Нет, надо возвращаться. Может быть, когда-нибудь...

Возвращаться? Но как?

Обратиться в тот же НИИЧАВО, – там что-нибудь придумают...

Опять «придумают»?

Другие?

А сам?! /.../

Пустить их к нам! Это... да, это должно получиться!

Пусть люди познакомятся во плоти с Шерлоком Холмсом, Соколиным Глазом, Паганелем, Горбовским.

Громов Дмитрий. Точка опоры // Громов Д. Путь проклятых. – М.: ЭКСМО, 2005. – С. 227, 239, 240.

 

ГРОМОВА Ариадна

– Вот что, старик, – нежно сказал он. – Дело ясное: ты переутомился. Я человек откровенный. Простой и простодушный, как говорит один из героев книги братьев Стругацких.

Громова Ариадна. Мы одной крови – ты и я! – М.: Дет. лит., 1967. – С. 74.

 

ГРОМОВА Ариадна, НУДЕЛЬМАН Рафаил

– Самый приятный день – воскресенье: работай хоть до двенадцати ночи, никто не помешает.

– Никого в институте нет?

– Почему – нет? Сколько угодно есть. Но считается, что никого нет, поскольку день нерабочий. Поэтому никто друг к другу не ходит и никто друг друга не отвлекает. /.../

За хронокамерами тоже никого не было. Да что ж это, в самом деле? Сквозь канализацию он, что ли, просочился, как Кристобаль Хунта у братьев Стругацких?

Громова Ариадна, Нудельман Рафаил. В Институте Времени идет расследование. – М., 1973. – С. 69, 193.

 

ГУБЕРМАН Игорь

Я внезапно ясно ощутил себя сталкером из романа Стругацких. Только смех у меня вышел хриплый и неуверенный.

Губерман Игорь. Книга странствий: Камерные гарики. – М.: ЭКСМО, 2004. – С. 305.

 

ГУРЕВИЧ Георгий

Фантастика высказывает гипотезы, а воплощают-то научные институты или же научно-фантастические, в том числе самый удачливый – НИИЧАВО имени братьев Стругацких, где молодые и прыткие физики начинают в субботу решать проблемы понедельника, где даже волшебная палочка сконструирована.

Гуревич Георгий. Нелинейная фантастика // Гуревич Г. Нелинейная фантастика. – М.: Дет. лит., 1978. – С. 206.

 

ГУРСКИЙ Лев

ФНС – такое странное место, вроде Зоны у Стругацких, где законы имеют обратную силу. /.../

Если обычный театр начинается с вешалки, то Государственный Академический Большой Театр начался для меня с очереди, куда я угодил почти сразу, стоило выйти из метро. При Брежневе такая человеческая змея обычно вытягивалась в сторону Мавзолея. При Горбачеве – в направлении вино-водочных отделов. Теперь, значит, подумал я с удовлетворением, и балет прижился в компании Ленина, бормотухи и прочих непреходящих национальных ценностей. The Pogrom. The GULAG. The Vodka. The Balet. Да-с, тут ему, дрыгоножеству на пуантах, самое место.

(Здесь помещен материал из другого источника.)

//! Hot-standby backup agent.
//!
//! A secondary process starts in STANDBY with the primary's pid, replicates
//! the primary's state file on a fixed cadence, probes the primary's
//! liveness, and promotes itself to PRIMARY when the probe fails: it
//! restores the replicated state onto the primary path, takes over the
//! primary-pid file, and publishes Failover then Promoted on the promotion
//! channel. The host application subscribes to that channel to restart
//! traffic; the backup core does not itself reopen sockets.

use std::path::{Path, PathBuf};
use std::sync::atomic::{AtomicU32, AtomicU64, Ordering};
use std::sync::Mutex;
use std::time::Duration;

use serde::{Deserialize, Serialize};
use tokio::sync::{mpsc, watch};
use tracing::{info, warn};

use windward_core::constants::{BACKUP_LIVENESS_INTERVAL_SECS, BACKUP_REPLICATION_INTERVAL_SECS};
use windward_core::error::WindwardError;

use crate::event_log::{ResilienceLog, EVENT_FAILOVER, EVENT_PROMOTION};
use crate::fsutil::copy_atomic;
use crate::metrics::MetricsCollector;
use std::sync::Arc;

#[derive(Debug, Clone, Copy, PartialEq, Eq, Serialize, Deserialize)]
#[serde(rename_all = "UPPERCASE")]
pub enum BackupMode {
    Disabled,
    Standby,
    Primary,
}

/// Published on promotion, in this order, at most once per promotion.
#[derive(Debug, Clone, Copy, PartialEq, Eq)]
pub enum PromotionEvent {
    Failover,
    Promoted,
}

/// Answers "does this pid exist". Injected so tests can script primary
/// death without killing processes.
pub trait ProcessProbe: Send + Sync {
    fn is_alive(&self, pid: u32) -> bool;
}

/// Default probe: checks `/proc/<pid>` (the deploy target is Linux).
pub struct ProcProbe;

impl ProcessProbe for ProcProbe {
    fn is_alive(&self, pid: u32) -> bool {
        Path::new(&format!("/proc/{pid}")).exists()
    }
}

#[derive(Debug, Clone)]
pub struct BackupConfig {
    /// Agent directory holding the state and pid files.
    pub agent_dir: PathBuf,
    pub replication_interval: Duration,
    pub liveness_interval: Duration,
}

impl BackupConfig {
    pub fn new(agent_dir: impl Into<PathBuf>) -> Self {
        Self {
            agent_dir: agent_dir.into(),
            replication_interval: Duration::from_secs(BACKUP_REPLICATION_INTERVAL_SECS),
            liveness_interval: Duration::from_secs(BACKUP_LIVENESS_INTERVAL_SECS),
        }
    }

    pub fn primary_state_path(&self) -> PathBuf {
        self.agent_dir.join("agent-state.json")
    }

    pub fn backup_state_path(&self) -> PathBuf {
        self.agent_dir.join("backup-state.json")
    }

    pub fn primary_pid_path(&self) -> PathBuf {
        self.agent_dir.join("primary.pid")
    }

    pub fn backup_pid_path(&self) -> PathBuf {
        self.agent_dir.join("backup.pid")
    }
}

pub struct BackupAgent {
    config: BackupConfig,
    probe: Box<dyn ProcessProbe>,
    mode: Mutex<BackupMode>,
    primary_pid: AtomicU32,
    own_pid: u32,
    failovers: AtomicU64,
    events: mpsc::UnboundedSender<PromotionEvent>,
    log: Arc<ResilienceLog>,
    metrics: Arc<MetricsCollector>,
}

impl BackupAgent {
    /// Build the agent and its promotion-event receiver. The receiver must
    /// be wired up before [`start_standby`](Self::start_standby).
    pub fn new(
        config: BackupConfig,
        probe: Box<dyn ProcessProbe>,
        log: Arc<ResilienceLog>,
        metrics: Arc<MetricsCollector>,
    ) -> (Self, mpsc::UnboundedReceiver<PromotionEvent>) {
        let (tx, rx) = mpsc::unbounded_channel();
        let agent = Self {
            config,
            probe,
            mode: Mutex::new(BackupMode::Disabled),
            primary_pid: AtomicU32::new(0),
            own_pid: std::process::id(),
            failovers: AtomicU64::new(0),
            events: tx,
            log,
            metrics,
        };
        (agent, rx)
    }

    pub fn mode(&self) -> BackupMode {
        *self.mode.lock().expect("backup mode lock poisoned")
    }

    pub fn failovers_performed(&self) -> u64 {
        self.failovers.load(Ordering::SeqCst)
    }

    /// Enter STANDBY against `primary_pid`: write both pid files and begin
    /// accepting replication/liveness ticks.
    pub fn start_standby(&self, primary_pid: u32) -> Result<(), WindwardError> {
        write_pid_file(&self.config.backup_pid_path(), self.own_pid)?;
        write_pid_file(&self.config.primary_pid_path(), primary_pid)?;
        self.primary_pid.store(primary_pid, Ordering::SeqCst);
        *self.mode.lock().expect("backup mode lock poisoned") = BackupMode::Standby;
        info!(primary_pid, own_pid = self.own_pid, "backup agent in standby");
        Ok(())
    }

    /// Copy the primary's state file into the backup shadow copy. A missing
    /// primary file (primary not yet initialized) is not an error.
    pub fn replicate_once(&self) -> Result<(), WindwardError> {
        if self.mode() != BackupMode::Standby {
            return Ok(());
        }
        let src = self.config.primary_state_path();
        if !src.exists() {
            return Ok(());
        }
        copy_atomic(&src, &self.config.backup_state_path())
            .map_err(|e| WindwardError::Io(format!("replication: {e}")))
    }

    /// Probe the primary; on failure, promote.
    pub fn check_primary(&self) -> BackupMode {
        if self.mode() != BackupMode::Standby {
            return self.mode();
        }
        let pid = self.primary_pid.load(Ordering::SeqCst);
        if self.probe.is_alive(pid) {
            return BackupMode::Standby;
        }
        warn!(primary_pid = pid, "primary liveness probe failed");
        self.promote();
        self.mode()
    }

    /// Promote to PRIMARY. Idempotent: a second call while already PRIMARY
    /// is a no-op that reports failure.
    pub fn promote(&self) -> bool {
        {
            let mut mode = self.mode.lock().expect("backup mode lock poisoned");
            if *mode == BackupMode::Primary {
                warn!("promote called while already primary");
                return false;
            }
            *mode = BackupMode::Primary;
        }

        // Restore the replicated snapshot onto the primary state path.
        let backup = self.config.backup_state_path();
        if backup.exists() {
            if let Err(e) = copy_atomic(&backup, &self.config.primary_state_path()) {
                warn!(error = %e, "failed to restore backup state onto primary path");
            }
        }

        if let Err(e) = write_pid_file(&self.config.primary_pid_path(), self.own_pid) {
            warn!(error = %e, "failed to take over primary pid file");
        }

        self.failovers.fetch_add(1, Ordering::SeqCst);
        self.metrics.record_failover();
        self.log.log(EVENT_FAILOVER, "primary dead, backup taking over");

        // Failover first, then Promoted; a dropped receiver is logged, never
        // propagated.
        for event in [PromotionEvent::Failover, PromotionEvent::Promoted] {
            if let Err(e) = self.events.send(event) {
                warn!(error = %e, "promotion event delivery failed");
            }
        }
        self.log.log(EVENT_PROMOTION, "backup agent is now primary");
        info!("backup agent promoted to primary");
        true
    }

    /// Drive replication and liveness tickers until the stop flag flips or
    /// promotion ends the standby duties.
    pub async fn run(self: Arc<Self>, mut stop: watch::Receiver<bool>) {
        let mut replicate = tokio::time::interval(self.config.replication_interval);
        let mut liveness = tokio::time::interval(self.config.liveness_interval);
        replicate.set_missed_tick_behavior(tokio::time::MissedTickBehavior::Skip);
        liveness.set_missed_tick_behavior(tokio::time::MissedTickBehavior::Skip);

        loop {
            tokio::select! {
                _ = replicate.tick() => {
                    if let Err(e) = self.replicate_once() {
                        warn!(error = %e, "state replication failed");
                    }
                }
                _ = liveness.tick() => {
                    if self.check_primary() == BackupMode::Primary {
                        // Promotion ends probing; replication is also moot.
                        break;
                    }
                }
                _ = stop.changed() => {
                    if *stop.borrow() {
                        info!("backup agent stopping");
                        break;
                    }
                }
            }
        }
    }
}

// ── Pid files ────────────────────────────────────────────────────────────────

pub fn write_pid_file(path: &Path, pid: u32) -> Result<(), WindwardError> {
    crate::fsutil::write_atomic(path, pid.to_string().as_bytes())
        .map_err(|e| WindwardError::Io(format!("{}: {e}", path.display())))
}

pub fn read_pid_file(path: &Path) -> Result<u32, WindwardError> {
    let content = std::fs::read_to_string(path)
        .map_err(|e| WindwardError::Io(format!("{}: {e}", path.display())))?;
    content
        .trim()
        .parse()
        .map_err(|_| WindwardError::PidFileCorrupt(format!("{}: '{}'", path.display(), content.trim())))
}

Гурский Лев. Никто, кроме президента. – М.: Время, 2005. – С. 38, 329-330.

 

«Надо загадать желание, есть такая примета, – пришло в голову Константину Устиновичу. – Только какое же у меня желание? Леонид Ильич, человек широкой души, на моем месте наверняка пожелал бы счастья для всех, даром, каждому по потребностям... И чтобы никто не ушел обиженным».

Гурский Лев. Опасность. – Саратов: Труба, 1995. – С. 319.